Question 1205120: The number of cars sold weekly by a new automobile dealership grows according to a linear growth model. The first week the dealership sold seven cars (P0=7). The second week the dealership sold fifteen cars (p1=15).
Write the recursive formula for the number of cars sold,
Pn, in the (N+ 1)th week.
Pn=Pn+ Blank
Write the explicit formula for the number of cars sold, Pn, in the (N+1)th week.
Pn= N+
If this trend continues, how many cars will be sold in the sixth week?
blank cars
In each box, enter a single number. Do not leave any boxes blank (enter 1 or 0 as appropriate if necessary)
Found 2 solutions by MathLover1, greenestamps:
Answer by MathLover1(20850)   (Show Source):
Answer by greenestamps(13203)  (Show Source):
You can put this solution on YOUR website!

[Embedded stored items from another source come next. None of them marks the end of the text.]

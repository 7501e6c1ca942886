use std::sync::Arc;
use std::thread;

use ffcs_buddy::engine::RecommendRequest;

use super::common::{engine_with, names, scenario_catalog, scenario_embedder};

#[test]
fn engine_serves_concurrent_requests() {
    let (engine, _) = engine_with(scenario_catalog(), scenario_embedder());
    let engine = Arc::new(engine);

    let handles: Vec<_> = (0..8)
        .map(|worker| {
            let engine = Arc::clone(&engine);
            thread::spawn(move || {
                let request = if worker % 2 == 0 {
                    RecommendRequest::new().tag("strict")
                } else {
                    RecommendRequest::new().query("a relaxed teacher").top_n(1)
                };
                let results = engine.recommend(&request).expect("recommend");
                names(&results).into_iter().map(str::to_string).collect::<Vec<_>>()
            })
        })
        .collect();

    for (worker, handle) in handles.into_iter().enumerate() {
        let names = handle.join().expect("worker");
        if worker % 2 == 0 {
            assert_eq!(names, ["C", "A"]);
        } else {
            assert_eq!(names, ["B"]);
        }
    }
    let stats = engine.query_cache_stats();
    assert_eq!(stats.hits + stats.misses, 4);
}
//! ffcs - FFCS Buddy CLI
//!
//! Recommend faculty and course offerings by structural filters and
//! free-text style queries.

use std::process::ExitCode;

use clap::Parser;
use tracing_subscriber::{EnvFilter, fmt, prelude::*};

use ffcs_buddy::Result;
use ffcs_buddy::app::AppContext;
use ffcs_buddy::cli::output::{emit_robot, robot_error};
use ffcs_buddy::cli::{Cli, Commands, OutputFormat};
use ffcs_buddy::config::{Config, env_output_format};

fn main() -> ExitCode {
    let cli = Cli::parse();
    let config = match &cli.command {
        Commands::Completions(_) => Ok(Config::default()),
        _ => AppContext::load_config(&cli),
    };
    let format = match &config {
        Ok(config) => cli.output_format(&config.output.format),
        // Config failed to load: environment alone decides how to report it.
        Err(_) => cli.output_format(&env_output_format().unwrap_or_else(|| "human".to_string())),
    };
    init_tracing(&cli, format);

    match config.and_then(|config| run(&cli, config)) {
        Ok(()) => ExitCode::SUCCESS,
        Err(e) => {
            if format.is_robot() {
                // Robot mode: JSON error output to stdout
                if emit_robot(&robot_error(&e)).is_err() {
                    eprintln!("Error: {e}");
                }
            } else {
                eprintln!("Error: {e}");
            }
            if e.is_startup_fatal() {
                tracing::error!(code = e.code(), "engine failed to start");
            }
            ExitCode::FAILURE
        }
    }
}

fn run(cli: &Cli, config: Config) -> Result<()> {
    if let Commands::Completions(args) = &cli.command {
        return ffcs_buddy::cli::commands::completions::run(args);
    }
    let ctx = AppContext::new(cli, config)?;
    ffcs_buddy::cli::commands::run(&ctx, &cli.command)
}

fn init_tracing(cli: &Cli, format: OutputFormat) {
    if cli.quiet {
        return;
    }

    let filter = match cli.verbose {
        0 => "warn,ffcs_buddy=info",
        1 => "info,ffcs_buddy=debug",
        2 => "debug,ffcs_buddy=trace",
        _ => "trace",
    };

    let env_filter = EnvFilter::try_from_default_env().unwrap_or_else(|_| EnvFilter::new(filter));

    if format.is_robot() {
        // JSON logging for robot mode
        tracing_subscriber::registry()
            .with(env_filter)
            .with(fmt::layer().json().with_writer(std::io::stderr))
            .init();
    } else {
        // Human-readable logging
        tracing_subscriber::registry()
            .with(env_filter)
            .with(fmt::layer().with_writer(std::io::stderr))
            .init();
    }
}
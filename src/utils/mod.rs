//! Utility functions and helpers.

pub mod format;
pub mod text;

// Re-exports for convenience
pub use format::*;
pub use text::*;
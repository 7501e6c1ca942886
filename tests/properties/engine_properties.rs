use std::sync::Arc;

use proptest::prelude::*;

use ffcs_buddy::catalog::{Catalog, Item};
use ffcs_buddy::engine::{Predicate, RecommendRequest, Recommender};
use ffcs_buddy::search::{Embedder, HashEmbedder};

const COURSES: [&str; 4] = ["CSE1004", "CSE2001", "ECE1004", "MAT2002"];
const SLOTS: [&str; 4] = ["A1", "A2", "B1", "C1+TC1"];
const TAGS: [&str; 5] = ["strict", "chill", "lenient-grading", "project-based", "engaging"];
const QUERIES: [&str; 3] = ["a relaxed teacher", "strict project work", "engaging labs"];

fn item_strategy() -> impl Strategy<Value = Item> {
    (
        0usize..COURSES.len(),
        0usize..SLOTS.len(),
        proptest::sample::subsequence(TAGS.to_vec(), 0..=3),
        // Coarse ratings so ties are common.
        0u8..=4,
    )
        .prop_map(|(course, slot, tags, rating)| {
            Item::new("faculty", "SCOPE", tags.join(","), f64::from(rating) * 2.5)
                .with_attribute("course_code", COURSES[course])
                .with_attribute("slot", SLOTS[slot])
        })
}

fn catalog_strategy() -> impl Strategy<Value = Catalog> {
    proptest::collection::vec(item_strategy(), 0..24).prop_map(|items| {
        let items = items
            .into_iter()
            .enumerate()
            .map(|(index, mut item)| {
                item.name = format!("faculty-{index}");
                item
            })
            .collect();
        Catalog::from_items(items)
    })
}

fn engine(catalog: Catalog) -> Recommender {
    Recommender::new(catalog, Arc::new(HashEmbedder::new(64))).expect("engine")
}

proptest! {
    #[test]
    fn embedding_cache_is_index_aligned(catalog in catalog_strategy()) {
        let embedder = HashEmbedder::new(64);
        let engine = engine(catalog);
        prop_assert_eq!(engine.embeddings().len(), engine.catalog().len());
        for (index, item) in engine.catalog().iter() {
            let cached = engine.embeddings().get(index).expect("cached vector");
            let expected = embedder.embed(&item.tags_text).expect("embed");
            prop_assert_eq!(cached, expected.as_slice());
        }
    }

    #[test]
    fn adding_a_predicate_never_grows_the_candidate_set(
        catalog in catalog_strategy(),
        course in 0usize..COURSES.len(),
        tag in 0usize..TAGS.len(),
    ) {
        let engine = engine(catalog);
        let course = Predicate::attribute("course_code", &COURSES[course][..3]).expect("course");
        let tag = Predicate::tag(TAGS[tag]).expect("tag");

        let everything = engine.filter(&[]);
        let by_course = engine.filter(std::slice::from_ref(&course));
        let by_both = engine.filter(&[course, tag]);

        prop_assert_eq!(everything.len(), engine.catalog().len());
        prop_assert!(by_course.iter().all(|index| everything.contains(index)));
        prop_assert!(by_both.iter().all(|index| by_course.contains(index)));
        prop_assert!(by_both.windows(2).all(|pair| pair[0] < pair[1]));
    }

    #[test]
    fn quality_ranking_is_ordered_with_index_tie_break(catalog in catalog_strategy()) {
        let engine = engine(catalog);
        let results = engine.recommend(&RecommendRequest::new().top_n(100)).expect("recommend");

        for pair in results.windows(2) {
            let (a, b) = (&pair[0], &pair[1]);
            prop_assert!(a.score >= b.score);
            if a.score == b.score {
                prop_assert!(a.index < b.index);
            }
            prop_assert_eq!(a.score, a.quality_score);
        }
    }

    #[test]
    fn semantic_ranking_is_deterministic(
        catalog in catalog_strategy(),
        query in 0usize..QUERIES.len(),
    ) {
        let engine = engine(catalog);
        let request = RecommendRequest::new().query(QUERIES[query]).top_n(100);
        let first = engine.recommend(&request).expect("first");
        let second = engine.recommend(&request).expect("second");
        prop_assert_eq!(&first, &second);

        for pair in first.windows(2) {
            prop_assert!(pair[0].score >= pair[1].score);
            if pair[0].score == pair[1].score {
                prop_assert!(pair[0].index < pair[1].index);
            }
        }
    }

    #[test]
    fn results_are_truncated_to_top_n(
        catalog in catalog_strategy(),
        top_n in -3i64..30,
        with_query in any::<bool>(),
    ) {
        let engine = engine(catalog);
        let mut request = RecommendRequest::new().top_n(top_n);
        if with_query {
            request = request.query("engaging labs");
        }
        let candidates = engine.filter(&request.predicates()).len();
        let results = engine.recommend(&request).expect("recommend");

        let expected = usize::try_from(top_n).unwrap_or(0).min(candidates);
        prop_assert_eq!(results.len(), expected);
    }
}
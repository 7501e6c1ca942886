use ffcs_buddy::search::{Embedder, HashEmbedder, TagVocabularyEmbedder, cosine_similarity};
use ffcs_buddy::test_utils::{TestCase, run_table_tests};

#[test]
fn hash_similarity_orders_by_shared_words() -> Result<(), String> {
    let embedder = HashEmbedder::new(384);
    let cases = vec![
        TestCase {
            name: "identical text",
            input: ("chill lenient grading", "chill lenient grading"),
            expected: true,
            should_panic: false,
        },
        TestCase {
            name: "partial overlap",
            input: ("chill lenient grading", "chill teacher"),
            expected: true,
            should_panic: false,
        },
        TestCase {
            name: "disjoint vocabulary",
            input: ("chill lenient grading", "strict project based"),
            expected: false,
            should_panic: false,
        },
    ];

    run_table_tests(cases, |(left, right)| {
        let a = embedder.embed_text(left);
        let b = embedder.embed_text(right);
        embedder.similarity(&a, &b) > 0.1
    })
}

#[test]
fn hash_embedding_ignores_punctuation_and_case() {
    let embedder = HashEmbedder::new(128);
    assert_eq!(
        embedder.embed_text("Strict, Project-Based"),
        embedder.embed_text("strict project based")
    );
}

#[test]
fn trait_and_inherent_embedding_agree() {
    let embedder = HashEmbedder::new(64);
    let via_trait = embedder.embed("hands-on labs").expect("embed");
    assert_eq!(via_trait, embedder.embed_text("hands-on labs"));
    assert_eq!(embedder.dims(), 64);
    assert_eq!(embedder.name(), "hash");
}

#[test]
fn tag_vocabulary_scores_label_overlap() {
    let embedder = TagVocabularyEmbedder::new(["chill", "lenient-grading", "strict", "project-based"]);
    let chill = embedder.embed("chill,lenient-grading").expect("embed");
    let strict = embedder.embed("strict,project-based").expect("embed");
    let query = embedder.embed("chill").expect("embed");

    assert!(cosine_similarity(&query, &chill) > cosine_similarity(&query, &strict));
    assert_eq!(cosine_similarity(&query, &strict), 0.0);
}
//! Property test suite entry point.

mod determinism_tests;
mod engine_properties;
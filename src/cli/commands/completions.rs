//! ffcs completions - Generate shell completions

use clap::{Args, CommandFactory};
use clap_complete::{Shell, generate};

use crate::cli::Cli;
use crate::error::Result;

#[derive(Args, Debug)]
pub struct CompletionsArgs {
    /// Target shell
    #[arg(value_enum)]
    pub shell: Shell,
}

pub fn run(args: &CompletionsArgs) -> Result<()> {
    let mut command = Cli::command();
    let name = command.get_name().to_string();
    generate(args.shell, &mut command, name, &mut std::io::stdout());
    Ok(())
}
//! FFCS Buddy
//!
//! Hybrid filter-and-rank recommendation of instructors and course
//! offerings: structural substring/tag filters narrow a static catalog, then
//! the survivors are ordered by semantic similarity to a free-text query or,
//! without one, by their quality score.
//!
//! ```no_run
//! use std::sync::Arc;
//!
//! use ffcs_buddy::catalog::Catalog;
//! use ffcs_buddy::config::ColumnsConfig;
//! use ffcs_buddy::engine::{RecommendRequest, Recommender};
//! use ffcs_buddy::search::HashEmbedder;
//!
//! # fn main() -> ffcs_buddy::Result<()> {
//! let catalog = Catalog::load("ffcs_data.csv", &ColumnsConfig::default())?;
//! let engine = Recommender::new(catalog, Arc::new(HashEmbedder::default()))?;
//! let results = engine.recommend(
//!     &RecommendRequest::new().course_code("CSE1004").query("a relaxed teacher").top_n(5),
//! )?;
//! # let _ = results;
//! # Ok(())
//! # }
//! ```

pub mod app;
pub mod catalog;
pub mod cli;
pub mod config;
pub mod engine;
pub mod error;
pub mod search;
pub mod test_utils;
pub mod utils;

pub use error::{FfcsError, Result};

The statement of the problem has (at least) three faults.
(1) "n" and "N" are used interchangeably to represent the same thing.
(2) The form "Pn=Pn+ Blank" is not appropriate for a recursive formula. In fact, if that form is correct, then "Blank" is 0.
(3) The form "Pn= N+" is not appropriate for an explicit formula.
Since the number sold in week 1 is P(0), the number sold in week (n+1) is P(n).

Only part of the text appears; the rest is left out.